Candid
Whitney
Sur papier, le concept de la reprise est louable. Et les raisons de s’attaquer au travail d’autrui sont nombreuses, et souvent tout à fait compréhensibles ou défendables. Enfin ça, c’était avant que cette activité devienne un business juteux à peu près aussi insupportable que la mode de la trottinette électrique, et la preuve ultime que tout un pan de l’industrie a définitivement perdu son exigence de qualité dans une colonne de tableau Excel. Mais histoire de ne pas jeter le bébé avec l’eau du bain, précisons que des artistes usant de cette formule avec intelligence et parcimonie, il en reste suffisamment pour ne pas balayer d’un revers de la main la moindre velléité de faire vivre un patrimoine. Il est même vivement conseillé d’écouter Candid, l’album de reprises pensé par Whitney, le duo country-soul américain né en 2014 sur les cendres encore fumantes des Smith Westerns, petits anges de l’indie US partis bien trop tôt.
Contrairement à d’autres, le duo est très à l’aise avec l’exercice, qu’il entrevoit probablement comme une façon de jouer cartes sur table. À travers des reprises de Wilco, de NRBQ ou de Neil Young, Whitney ne se cache pas derrière ses influences, préférant les assumer totalement. C’est d’autant plus louable qu’à côté de ces moments de recréation, le groupe a toujours été en mesure de produire des albums qui lui ressemblent, et parviennent à exister pour ce qu’ils sont, et pas forcément à travers ceux à qui ils ont emprunté. Du coup, une grosse année seulement après Forever Turned Around, Candid sonne clairement l’heure de la récréation pour la paire formée par Max Kakacek et Julien Ehrlich.
Stylistiquement, on reste dans le droit fil de ce dernier disque, qui voyait le groupe continuer à perfectionner sa formule, pour un produit qu’il semblait vouloir toujours plus raffiné et polissé. Mais ce qui est particulièrement intéressant, c’est qu’en s’attaquant à des titres pour la plupart peu connus, Whitney ne débarque pas avec ses gros sabots, ou n’induit pas chez l’auditeur des attentes qu’il ne serait en mesure de satisfaire. C’est bien simple : hormis le « Take Me Home, Coutnry Roads » de John Denver (ici chanté avec Waxahatchee), et peut-être le « Strange Overtones » de David Byrne et Brian Eno, on est sur des titres plutôt confidentiels de Moondog ou Damien Jurado. Et là, le groupe, sans faire de vagues, donne clairement le sentiment de se faire plaisir sans jamais donner dans la pantouflardise ou la faute de goût. Il est par ailleurs tout aussi convaincant quand il s’attaque à des originaux ne relevant pas vraiment de sa sphère d’influence, comme quand il met à nu la basse music de Kingdom chantée par Kelela ou qu’il passe le R&B de SWV à la moulinette soft rock.

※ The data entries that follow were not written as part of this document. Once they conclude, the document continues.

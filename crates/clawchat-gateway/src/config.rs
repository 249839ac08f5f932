//! Gateway configuration (`gateway-config.json`).
//!
//! One file per data root lists the identities to host, the P2P port,
//! per-identity ACLs and wake flags, and the optional WebSocket
//! bridge. Config errors at startup abort the daemon with a clear
//! message.

use std::collections::HashSet;
use std::path::Path;

use serde::{Deserialize, Serialize};

use clawchat_types::{ClawchatError, Principal, Result};

/// The config schema version this build reads and writes.
pub const CONFIG_VERSION: u32 = 1;

/// Default P2P listen port.
pub const DEFAULT_P2P_PORT: u16 = 4470;

// ---------------------------------------------------------------------------
// Schema
// ---------------------------------------------------------------------------

/// Top-level `gateway-config.json`.
#[derive(Clone, Debug, Serialize, Deserialize)]
#[serde(rename_all = "camelCase")]
pub struct GatewayConfig {
    /// Schema version; must be [`CONFIG_VERSION`].
    pub version: u32,
    /// TCP port the transport listens on. `0` binds an ephemeral port.
    #[serde(default = "default_p2p_port")]
    pub p2p_port: u16,
    /// Optional WebSocket bridge settings.
    #[serde(default, skip_serializing_if = "Option::is_none")]
    pub ws_bridge: Option<WsBridgeConfig>,
    /// External wake hook program; also settable via `CLAWCHAT_WAKE_HOOK`.
    #[serde(default, skip_serializing_if = "Option::is_none")]
    pub wake_hook: Option<String>,
    /// Identities this gateway hosts.
    #[serde(default)]
    pub identities: Vec<IdentityConfig>,
}

/// WebSocket bridge block.
#[derive(Clone, Debug, Serialize, Deserialize)]
#[serde(rename_all = "camelCase")]
pub struct WsBridgeConfig {
    /// TCP port for browser clients.
    pub port: u16,
    /// Shared auth token. Empty or absent auto-authenticates clients.
    #[serde(default, skip_serializing_if = "Option::is_none")]
    pub token: Option<String>,
    /// Optional static file directory served next to the WS endpoint.
    #[serde(default, skip_serializing_if = "Option::is_none")]
    pub static_dir: Option<String>,
}

/// One hosted identity.
#[derive(Clone, Debug, Serialize, Deserialize)]
#[serde(rename_all = "camelCase")]
pub struct IdentityConfig {
    /// The identity's principal; its files live under
    /// `identities/<principal>/`.
    pub principal: Principal,
    /// Display nick, resolvable in `--as` selectors.
    #[serde(default, skip_serializing_if = "Option::is_none")]
    pub nick: Option<String>,
    /// Load this identity at daemon startup. The first autoloaded
    /// entry is the default identity.
    #[serde(default = "default_true")]
    pub autoload: bool,
    /// Admit any `local:` remote sender in addition to the allow-list.
    #[serde(default)]
    pub allow_local: bool,
    /// Inbound ACL: principals allowed to deliver, or the `"*"`
    /// wildcard.
    #[serde(default)]
    pub allowed_remote_peers: Vec<String>,
    /// Invoke the wake hook on inbound deliveries.
    #[serde(default)]
    pub openclaw_wake: bool,
}

fn default_true() -> bool {
    true
}

fn default_p2p_port() -> u16 {
    DEFAULT_P2P_PORT
}

// ---------------------------------------------------------------------------
// Load / save / validate
// ---------------------------------------------------------------------------

impl GatewayConfig {
    /// A fresh config with no identities.
    pub fn new(p2p_port: u16) -> Self {
        Self {
            version: CONFIG_VERSION,
            p2p_port,
            ws_bridge: None,
            wake_hook: None,
            identities: Vec::new(),
        }
    }

    /// Reads and validates a config file.
    pub fn load(path: &Path) -> Result<Self> {
        let text = std::fs::read_to_string(path).map_err(|e| ClawchatError::Config {
            reason: format!("failed to read '{}': {e}", path.display()),
        })?;
        let config: Self = serde_json::from_str(&text).map_err(|e| ClawchatError::Config {
            reason: format!("invalid config '{}': {e}", path.display()),
        })?;
        config.validate()?;
        Ok(config)
    }

    /// Writes the config, creating parent directories.
    pub fn save(&self, path: &Path) -> Result<()> {
        self.validate()?;
        if let Some(parent) = path.parent() {
            std::fs::create_dir_all(parent).map_err(|e| ClawchatError::Storage {
                reason: format!("failed to create '{}': {e}", parent.display()),
            })?;
        }
        let json = serde_json::to_string_pretty(self).map_err(|e| ClawchatError::Config {
            reason: format!("failed to serialize config: {e}"),
        })?;
        std::fs::write(path, json).map_err(|e| ClawchatError::Storage {
            reason: format!("failed to write '{}': {e}", path.display()),
        })
    }

    /// Structural validation: version, principal shapes, nick
    /// uniqueness across autoloaded identities.
    pub fn validate(&self) -> Result<()> {
        if self.version != CONFIG_VERSION {
            return Err(ClawchatError::Config {
                reason: format!(
                    "unsupported config version {} (expected {CONFIG_VERSION})",
                    self.version
                ),
            });
        }

        let mut seen_principals = HashSet::new();
        let mut seen_nicks = HashSet::new();
        for entry in &self.identities {
            Principal::parse(entry.principal.as_str())?;
            if !seen_principals.insert(entry.principal.as_str()) {
                return Err(ClawchatError::Conflict {
                    reason: format!("duplicate identity '{}' in config", entry.principal),
                });
            }
            if entry.autoload {
                if let Some(nick) = &entry.nick {
                    if !seen_nicks.insert(nick.as_str()) {
                        return Err(ClawchatError::Conflict {
                            reason: format!("duplicate nick '{nick}' across autoloaded identities"),
                        });
                    }
                }
            }
            for allowed in &entry.allowed_remote_peers {
                if allowed != "*" {
                    Principal::parse(allowed)?;
                }
            }
        }
        Ok(())
    }

    /// Adds an identity entry, rejecting duplicates.
    pub fn add_identity(&mut self, entry: IdentityConfig) -> Result<()> {
        if self
            .identities
            .iter()
            .any(|existing| existing.principal == entry.principal)
        {
            return Err(ClawchatError::Conflict {
                reason: format!("identity '{}' already configured", entry.principal),
            });
        }
        self.identities.push(entry);
        self.validate()
    }

    /// Entries flagged for autoload, in config order.
    pub fn autoload_identities(&self) -> impl Iterator<Item = &IdentityConfig> {
        self.identities.iter().filter(|e| e.autoload)
    }

    /// The wake hook program, config first, then environment.
    pub fn wake_hook_program(&self) -> Option<String> {
        if let Some(hook) = &self.wake_hook {
            if !hook.is_empty() {
                return Some(hook.clone());
            }
        }
        std::env::var("CLAWCHAT_WAKE_HOOK").ok().filter(|s| !s.is_empty())
    }
}

// ---------------------------------------------------------------------------
// Tests
// ---------------------------------------------------------------------------

#[cfg(test)]
mod tests {
    use super::*;

    fn principal(byte: u8) -> Principal {
        Principal::local_from_public_key(&[byte; 32])
    }

    fn entry(byte: u8, nick: Option<&str>) -> IdentityConfig {
        IdentityConfig {
            principal: principal(byte),
            nick: nick.map(str::to_string),
            autoload: true,
            allow_local: false,
            allowed_remote_peers: vec!["*".into()],
            openclaw_wake: false,
        }
    }

    #[test]
    fn roundtrip_through_file() -> Result<()> {
        let dir = tempfile::tempdir().expect("tempdir");
        let path = dir.path().join("gateway-config.json");

        let mut config = GatewayConfig::new(19000);
        config.add_identity(entry(1, Some("alice")))?;
        config.save(&path)?;

        let loaded = GatewayConfig::load(&path)?;
        assert_eq!(loaded.p2p_port, 19000);
        assert_eq!(loaded.identities.len(), 1);
        assert_eq!(loaded.identities[0].nick.as_deref(), Some("alice"));
        Ok(())
    }

    #[test]
    fn duplicate_nick_rejected() {
        let mut config = GatewayConfig::new(19000);
        config.add_identity(entry(1, Some("alice"))).expect("first");
        assert!(matches!(
            config.add_identity(entry(2, Some("alice"))),
            Err(ClawchatError::Conflict { .. })
        ));
    }

    #[test]
    fn duplicate_nick_allowed_when_not_autoloaded() -> Result<()> {
        let mut config = GatewayConfig::new(19000);
        config.add_identity(entry(1, Some("alice")))?;
        let mut dormant = entry(2, Some("alice"));
        dormant.autoload = false;
        config.add_identity(dormant)?;
        Ok(())
    }

    #[test]
    fn duplicate_principal_rejected() {
        let mut config = GatewayConfig::new(19000);
        config.add_identity(entry(1, None)).expect("first");
        assert!(config.add_identity(entry(1, None)).is_err());
    }

    #[test]
    fn wrong_version_rejected() {
        let config = GatewayConfig {
            version: 2,
            ..GatewayConfig::new(19000)
        };
        assert!(config.validate().is_err());
    }

    #[test]
    fn bad_acl_entry_rejected() {
        let mut config = GatewayConfig::new(19000);
        let mut bad = entry(1, None);
        bad.allowed_remote_peers = vec!["not-a-principal".into()];
        config.identities.push(bad);
        assert!(config.validate().is_err());
    }

    #[test]
    fn wildcard_acl_accepted() -> Result<()> {
        let mut config = GatewayConfig::new(19000);
        config.add_identity(entry(1, None))?;
        config.validate()
    }

    #[test]
    fn camel_case_field_names() -> Result<()> {
        let mut config = GatewayConfig::new(19000);
        config.add_identity(entry(1, None))?;
        let json = serde_json::to_value(&config).map_err(|e| ClawchatError::Config {
            reason: e.to_string(),
        })?;
        assert!(json.get("p2pPort").is_some());
        assert!(json["identities"][0].get("allowedRemotePeers").is_some());
        assert!(json["identities"][0].get("openclawWake").is_some());
        Ok(())
    }
}
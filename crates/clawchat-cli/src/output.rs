//! CLI output: exactly one JSON value per invocation.

use serde_json::{json, Value};

/// Prints the success value to stdout.
pub fn print_value(value: &Value) {
    match serde_json::to_string_pretty(value) {
        Ok(text) => println!("{text}"),
        Err(_) => println!("{value}"),
    }
}

/// Prints an error object to stdout; the caller exits nonzero.
pub fn print_error(message: &str) {
    println!("{}", json!({ "error": message }));
}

Il a toujours émané de la musique de Whitney une limpidité doublée d’une certaine humilité, comme si ces deux-là n’avaient pas totalement confiance en leurs qualités. Et s’en remettre aux talents d’écriture des autres peut être un excellent cache-misère pour certains musiciens certes besogneux, mais pas forcément talentueux. Mais vu l’aisance avec laquelle les Américains évitent les pièges sur Candid, difficile d’avoir des doutes sur leur capacité à continuer à nous régaler dans les années qui viennent.